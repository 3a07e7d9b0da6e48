//! Single-task agents.
//!
//! Every agent has the same shape: validate input, render a prompt from
//! `config/prompts/`, call the model through [`AgentContext`], and turn any
//! failure into a user-facing message after logging it. Agents never call
//! each other.

pub mod basic;
pub mod classify;
pub mod codegen;
pub mod core;
pub mod creative;
pub mod extract;
pub mod fact_check;
pub mod knowledge_graph;
pub mod rag;
pub mod sentiment;
#[cfg(feature = "plugin-sql")]
pub mod sql;
pub mod summarize;
pub mod tool_memory;
pub mod translate;
pub mod web_search;

use std::path::PathBuf;
use std::sync::Arc;

use tracing::{debug, error};

use crate::config::Config;
use crate::error::AppError;
use crate::llm::{CompletionRequest, LlmProvider};
use self::core::prompt::{PromptTemplate, preamble};

/// Shared state handed to every agent: config, model client, prompt dir.
///
/// Cheap to clone.
#[derive(Debug, Clone)]
pub struct AgentContext {
    pub config: Arc<Config>,
    pub llm: LlmProvider,
    pub prompts_dir: PathBuf,
}

impl AgentContext {
    pub fn new(config: Config, llm: LlmProvider) -> Self {
        let prompts_dir = config.prompts_dir.clone();
        Self { config: Arc::new(config), llm, prompts_dir }
    }

    /// Same config and prompts, different model client.
    pub fn with_llm(&self, llm: LlmProvider) -> Self {
        Self { config: Arc::clone(&self.config), llm, prompts_dir: self.prompts_dir.clone() }
    }

    /// Load a required template from the prompts directory.
    pub fn template(&self, name: &str) -> Result<PromptTemplate, AppError> {
        PromptTemplate::load(&self.prompts_dir, name)
    }

    /// Render `template` with `vars` under the persona layer and complete it.
    pub async fn run_template<'a, I>(&self, template: &str, vars: I) -> Result<String, AppError>
    where
        I: IntoIterator<Item = (&'a str, &'a str)>,
    {
        let body = self.template(template)?;
        let prompt = preamble(&self.prompts_dir).template(&body).vars(vars).build();
        self.complete(prompt).await
    }

    pub async fn complete(&self, prompt: impl Into<String>) -> Result<String, AppError> {
        self.request(&CompletionRequest::new(prompt)).await
    }

    pub async fn complete_with(
        &self,
        prompt: impl Into<String>,
        system: Option<&str>,
        temperature: Option<f32>,
    ) -> Result<String, AppError> {
        let mut request = CompletionRequest::new(prompt);
        request.system = system.map(str::to_string);
        request.temperature = temperature;
        self.request(&request).await
    }

    pub async fn request(&self, request: &CompletionRequest) -> Result<String, AppError> {
        let response = self.llm.complete(request).await?;
        if let Some(usage) = response.usage {
            debug!(
                model = self.llm.model_name(),
                input_tokens = usage.input_tokens,
                output_tokens = usage.output_tokens,
                "llm usage"
            );
        }
        Ok(response.text)
    }
}

/// Reply for a blank question; no model call is made.
pub const EMPTY_QUESTION_MESSAGE: &str = "The question is empty or invalid.";

/// Log `e` for `agent` and phrase it for the user.
pub fn failure_message(agent: &str, e: &AppError) -> String {
    error!(agent, error = %e, "agent failed");
    format!("error: {e}")
}

/// Trimmed input, or `AppError::Input` naming `what` when blank.
pub fn require_input<'a>(value: &'a str, what: &str) -> Result<&'a str, AppError> {
    let trimmed = value.trim();
    if trimmed.is_empty() {
        Err(AppError::Input(format!("{what} must not be empty")))
    } else {
        Ok(trimmed)
    }
}

/// First `max_chars` characters of `text`, with `...` appended when cut.
pub fn preview(text: &str, max_chars: usize) -> String {
    if text.chars().count() <= max_chars {
        text.to_string()
    } else {
        let head: String = text.chars().take(max_chars).collect();
        format!("{head}...")
    }
}


#[cfg(test)]
mod tests {
    use super::*;
    use crate::llm::providers::scripted::ScriptedProvider;

    #[tokio::test]
    async fn complete_with_passes_overrides() {
        let scripted = ScriptedProvider::new(["ok"]);
        let ctx = AgentContext::new(
            Config::test_default(std::path::Path::new("/tmp")),
            LlmProvider::Scripted(scripted.clone()),
        );
        assert_eq!(ctx.complete_with("p", Some("sys"), Some(0.0)).await.unwrap(), "ok");
        let req = &scripted.requests()[0];
        assert_eq!(req.system.as_deref(), Some("sys"));
        assert_eq!(req.temperature, Some(0.0));
    }

    #[test]
    fn require_input_rejects_blank() {
        assert_eq!(require_input("  hi ", "topic").unwrap(), "hi");
        let err = require_input(" \n", "topic").unwrap_err();
        assert_eq!(err.to_string(), "invalid input: topic must not be empty");
    }

    #[test]
    fn preview_truncates_on_char_boundary() {
        assert_eq!(preview("abc", 5), "abc");
        assert_eq!(preview("สวัสดีครับ", 3), "สวั...");
    }
}
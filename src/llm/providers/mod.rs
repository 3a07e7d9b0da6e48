//! LLM provider implementations.
//!
//! `build(config, api_key)` is the factory, called at startup.
//! Adding a new backend = new module + new match arm.

pub mod dummy;
pub mod ollama;
pub mod openai_compatible;
pub mod scripted;

use crate::config::LlmConfig;
use crate::llm::{LlmProvider, ProviderError};

/// Construct a `LlmProvider` from config and an optional API key.
///
/// `api_key` is sourced from `LLM_API_KEY` env (never TOML) and is `None`
/// for keyless local models. The scripted provider is never built from
/// config; tests construct it directly.
pub fn build(config: &LlmConfig, api_key: Option<String>) -> Result<LlmProvider, ProviderError> {
    match config.provider.as_str() {
        "dummy" => Ok(LlmProvider::Dummy(dummy::DummyProvider)),
        "ollama" => {
            let o = &config.ollama;
            let p = ollama::OllamaProvider::new(
                o.base_url.clone(),
                o.model.clone(),
                o.embedding_model.clone(),
                o.temperature,
                o.num_predict,
                o.timeout_seconds,
            )?;
            Ok(LlmProvider::Ollama(p))
        }
        "openai" | "openai-compatible" => {
            let oai = &config.openai;
            let p = openai_compatible::OpenAiCompatibleProvider::new(
                oai.api_base_url.clone(),
                oai.embeddings_url.clone(),
                oai.model.clone(),
                oai.embedding_model.clone(),
                oai.temperature,
                oai.timeout_seconds,
                api_key,
            )?;
            Ok(LlmProvider::OpenAiCompatible(p))
        }
        _ => Err(ProviderError::UnknownProvider(config.provider.clone())),
    }
}
//! RAG across several files.

use std::path::PathBuf;

use tracing::{info, warn};

use crate::agents::rag::{EMPTY_QUESTION_MESSAGE, NOT_READY_MESSAGE, QA_TEMPLATE, RagAnswer, retrieve_and_answer};
use crate::agents::{AgentContext, failure_message};
use crate::error::AppError;
use crate::memory::{TextChunk, VectorIndex, chunker, loader};

pub const DEMO_QUESTION: &str = "What is AI?";

pub struct MultiDocAgent {
    ctx: AgentContext,
    index: Option<VectorIndex>,
}

impl MultiDocAgent {
    pub fn new(ctx: AgentContext) -> Self {
        Self { ctx, index: None }
    }

    /// Load and chunk every readable file. Missing, unsupported and
    /// duplicate files are skipped with a warning.
    pub fn load_documents(&self, paths: &[PathBuf]) -> Result<Vec<TextChunk>, AppError> {
        let report = loader::load_many(paths);
        for (path, reason) in &report.skipped {
            warn!(path = %path.display(), %reason, "multidoc: skipped");
        }
        let cfg = &self.ctx.config.agents.rag;
        let chunks = chunker::split_documents(&report.documents, cfg.chunk_size, cfg.chunk_overlap)?;
        info!(files = report.documents.len(), chunks = chunks.len(), "multidoc: loaded");
        Ok(chunks)
    }

    pub async fn create_vectorstore(&mut self, chunks: Vec<TextChunk>) -> Result<(), AppError> {
        if chunks.is_empty() {
            return Err(AppError::Memory("no chunks to index".into()));
        }
        self.index = Some(VectorIndex::build(&self.ctx.llm, chunks).await?);
        Ok(())
    }

    pub async fn query(&self, question: &str) -> RagAnswer {
        let question = question.trim();
        if question.is_empty() {
            return RagAnswer { answer: EMPTY_QUESTION_MESSAGE.into(), ..RagAnswer::default() };
        }
        let Some(index) = &self.index else {
            return RagAnswer { answer: NOT_READY_MESSAGE.into(), ..RagAnswer::default() };
        };

        let k = self.ctx.config.agents.rag.top_k;
        match retrieve_and_answer(&self.ctx, index, QA_TEMPLATE, question, k, None).await {
            Ok((answer, hits)) => RagAnswer {
                answer,
                sources: hits.iter().map(|h| h.chunk.source().to_string()).collect(),
                contexts: hits.into_iter().map(|h| h.chunk.text).collect(),
            },
            Err(e) => RagAnswer { answer: failure_message("multidoc", &e), ..RagAnswer::default() },
        }
    }
}
//! Code generation from a plain-language description.

use crate::agents::{AgentContext, failure_message, require_input};

pub const TEMPLATE: &str = "codegen.txt";

pub const DEMO_DESCRIPTION: &str = "Write a Python function that returns the average of a list";

pub struct CodeGenAgent {
    ctx: AgentContext,
}

impl CodeGenAgent {
    pub fn new(ctx: AgentContext) -> Self {
        Self { ctx }
    }

    pub async fn generate_code(&self, description: &str) -> String {
        let description = match require_input(description, "description") {
            Ok(d) => d,
            Err(e) => return e.to_string(),
        };
        match self.ctx.run_template(TEMPLATE, [("description", description)]).await {
            Ok(code) => code,
            Err(e) => failure_message("codegen", &e),
        }
    }
}

#[cfg(test)]
mod tests {
    use super::*;
    use crate::agents::testing::scripted_context;

    #[tokio::test]
    async fn description_reaches_prompt() {
        let (ctx, scripted) = scripted_context(["def avg(xs): ..."]);
        let out = CodeGenAgent::new(ctx).generate_code(DEMO_DESCRIPTION).await;
        assert_eq!(out, "def avg(xs): ...");
        assert!(scripted.prompts()[0].contains(DEMO_DESCRIPTION));
    }

    #[tokio::test]
    async fn model_failure_becomes_message() {
        let (ctx, _) = scripted_context(Vec::<String>::new());
        let out = CodeGenAgent::new(ctx).generate_code("sort a list").await;
        assert!(out.starts_with("error: llm error"));
    }
}
//! Backend for servers speaking the OpenAI REST dialect
//! (`/v1/chat/completions`, `/v1/embeddings`): OpenAI itself, LM Studio,
//! vLLM, or Ollama's own compatibility layer.

use std::time::Duration;

use reqwest::Client;
use serde::de::DeserializeOwned;
use serde::{Deserialize, Serialize};
use tracing::{debug, error};

use crate::llm::{CompletionRequest, LlmResponse, LlmUsage, ProviderError};

const PING_TIMEOUT: Duration = Duration::from_secs(5);

#[derive(Debug, Clone)]
pub struct OpenAiCompatibleProvider {
    client: Client,
    chat_url: String,
    embeddings_url: String,
    model: String,
    embedding_model: String,
    temperature: f32,
    /// Sent as a bearer token; `None` for keyless local servers.
    api_key: Option<String>,
}

impl OpenAiCompatibleProvider {
    pub fn new(
        chat_url: String,
        embeddings_url: String,
        model: String,
        embedding_model: String,
        temperature: f32,
        timeout_seconds: u64,
        api_key: Option<String>,
    ) -> Result<Self, ProviderError> {
        let client = Client::builder()
            .timeout(Duration::from_secs(timeout_seconds))
            .build()
            .map_err(|e| ProviderError::Request(format!("failed to build HTTP client: {e}")))?;

        Ok(Self { client, chat_url, embeddings_url, model, embedding_model, temperature, api_key })
    }

    pub fn model(&self) -> &str {
        &self.model
    }

    pub fn with_model(&self, model: &str) -> Self {
        Self { model: model.to_string(), ..self.clone() }
    }

    /// Any HTTP status from the chat endpoint counts as reachable.
    pub async fn ping(&self) -> Result<(), ProviderError> {
        let mut req = self.client.head(&self.chat_url).timeout(PING_TIMEOUT);
        if let Some(key) = &self.api_key {
            req = req.bearer_auth(key);
        }
        req.send()
            .await
            .map(|_| ())
            .map_err(|e| ProviderError::Request(format!("unreachable: {e}")))
    }

    pub async fn complete(&self, request: &CompletionRequest) -> Result<LlmResponse, ProviderError> {
        let messages = request
            .system
            .as_deref()
            .map(|s| ChatMessage { role: "system", content: s })
            .into_iter()
            .chain([ChatMessage { role: "user", content: &request.prompt }])
            .collect();
        let payload = ChatRequest {
            model: &self.model,
            messages,
            temperature: request.temperature.unwrap_or(self.temperature),
            max_tokens: request.num_predict,
        };
        debug!(model = %self.model, temperature = payload.temperature, prompt_len = request.prompt.len(), "chat completion");

        let parsed: ChatResponse = self.post_json(&self.chat_url, &payload).await?;
        let text = parsed
            .choices
            .into_iter()
            .find_map(|c| c.message.content)
            .map(|s| s.trim().to_string())
            .filter(|s| !s.is_empty())
            .ok_or_else(|| ProviderError::Request("empty response from model".into()))?;

        let usage = parsed
            .usage
            .map(|u| LlmUsage { input_tokens: u.prompt_tokens, output_tokens: u.completion_tokens });
        Ok(LlmResponse { text, usage })
    }

    pub async fn embed(&self, inputs: &[String]) -> Result<Vec<Vec<f32>>, ProviderError> {
        let payload = EmbeddingRequest { model: &self.embedding_model, input: inputs };
        debug!(model = %self.embedding_model, inputs = inputs.len(), "embeddings");

        let mut parsed: EmbeddingResponse = self.post_json(&self.embeddings_url, &payload).await?;
        if parsed.data.len() != inputs.len() {
            return Err(ProviderError::Request(format!(
                "expected {} embeddings, got {}",
                inputs.len(),
                parsed.data.len()
            )));
        }
        parsed.data.sort_by_key(|d| d.index);
        Ok(parsed.data.into_iter().map(|d| d.embedding).collect())
    }

    async fn post_json<B: Serialize, R: DeserializeOwned>(&self, url: &str, body: &B) -> Result<R, ProviderError> {
        let mut req = self.client.post(url).json(body);
        if let Some(key) = &self.api_key {
            req = req.bearer_auth(key);
        }
        let response = req.send().await.map_err(|e| {
            error!(%url, error = %e, "request failed before a response arrived");
            ProviderError::Request(e.to_string())
        })?;

        let status = response.status();
        if !status.is_success() {
            let body = response.text().await.unwrap_or_default();
            let message = error_message(status, &body);
            error!(%url, %message, "server returned an error");
            return Err(ProviderError::Request(message));
        }

        response
            .json::<R>()
            .await
            .map_err(|e| ProviderError::Request(format!("failed to parse response body: {e}")))
    }
}

/// `HTTP {status}: {message}`, taking the message from the
/// `{"error": {"message": ...}}` envelope when the body has one.
fn error_message(status: reqwest::StatusCode, body: &str) -> String {
    match serde_json::from_str::<ErrorEnvelope>(body) {
        Ok(env) => format!("HTTP {status}: {}", env.error.message),
        Err(_) => format!("HTTP {status}: {}", body.trim()),
    }
}

#[derive(Debug, Serialize)]
struct ChatMessage<'a> {
    role: &'static str,
    content: &'a str,
}

#[derive(Debug, Serialize)]
struct ChatRequest<'a> {
    model: &'a str,
    messages: Vec<ChatMessage<'a>>,
    temperature: f32,
    #[serde(skip_serializing_if = "Option::is_none")]
    max_tokens: Option<u32>,
}

#[derive(Debug, Deserialize)]
struct ChatResponse {
    choices: Vec<Choice>,
    #[serde(default)]
    usage: Option<Usage>,
}

#[derive(Debug, Deserialize)]
struct Choice {
    message: ChoiceMessage,
}

#[derive(Debug, Deserialize)]
struct ChoiceMessage {
    #[serde(default)]
    content: Option<String>,
}

#[derive(Debug, Deserialize)]
struct Usage {
    prompt_tokens: u64,
    completion_tokens: u64,
}

#[derive(Debug, Serialize)]
struct EmbeddingRequest<'a> {
    model: &'a str,
    input: &'a [String],
}

#[derive(Debug, Deserialize)]
struct EmbeddingResponse {
    data: Vec<Embedding>,
}

#[derive(Debug, Deserialize)]
struct Embedding {
    #[serde(default)]
    index: usize,
    embedding: Vec<f32>,
}

#[derive(Debug, Deserialize)]
struct ErrorEnvelope {
    error: ErrorBody,
}

#[derive(Debug, Deserialize)]
struct ErrorBody {
    message: String,
}

#[cfg(test)]
mod tests {
    use super::*;

    #[test]
    fn system_message_precedes_prompt() {
        let payload = ChatRequest {
            model: "llama3.2:3b",
            messages: vec![
                ChatMessage { role: "system", content: "You write SQL." },
                ChatMessage { role: "user", content: "count users" },
            ],
            temperature: 0.0,
            max_tokens: None,
        };
        let v = serde_json::to_value(&payload).unwrap();
        assert_eq!(v["messages"][0]["role"], "system");
        assert_eq!(v["messages"][1]["content"], "count users");
        assert!(v.get("max_tokens").is_none());
    }

    #[test]
    fn missing_usage_is_tolerated() {
        let parsed: ChatResponse = serde_json::from_str(r#"{"choices":[{"message":{"content":"ok"}}]}"#).unwrap();
        assert!(parsed.usage.is_none());
        assert_eq!(parsed.choices[0].message.content.as_deref(), Some("ok"));
    }

    #[test]
    fn error_envelope_message_is_used() {
        let status = reqwest::StatusCode::NOT_FOUND;
        let msg = error_message(status, r#"{"error":{"message":"model 'x' not found"}}"#);
        assert_eq!(msg, "HTTP 404 Not Found: model 'x' not found");
        assert_eq!(error_message(status, "plain text\n"), "HTTP 404 Not Found: plain text");
    }

    #[test]
    fn embeddings_are_reordered_by_index() {
        let body = r#"{"data":[{"index":1,"embedding":[0.5]},{"index":0,"embedding":[0.25]}]}"#;
        let mut parsed: EmbeddingResponse = serde_json::from_str(body).unwrap();
        parsed.data.sort_by_key(|d| d.index);
        assert_eq!(parsed.data[0].embedding, vec![0.25]);
    }
}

┄┄┄┄┄┄┄┄┄┄

■ **The problem**: Return the count of lines in the entries above that include the word "content", without any added text.

■ **Result for this exercise**: 10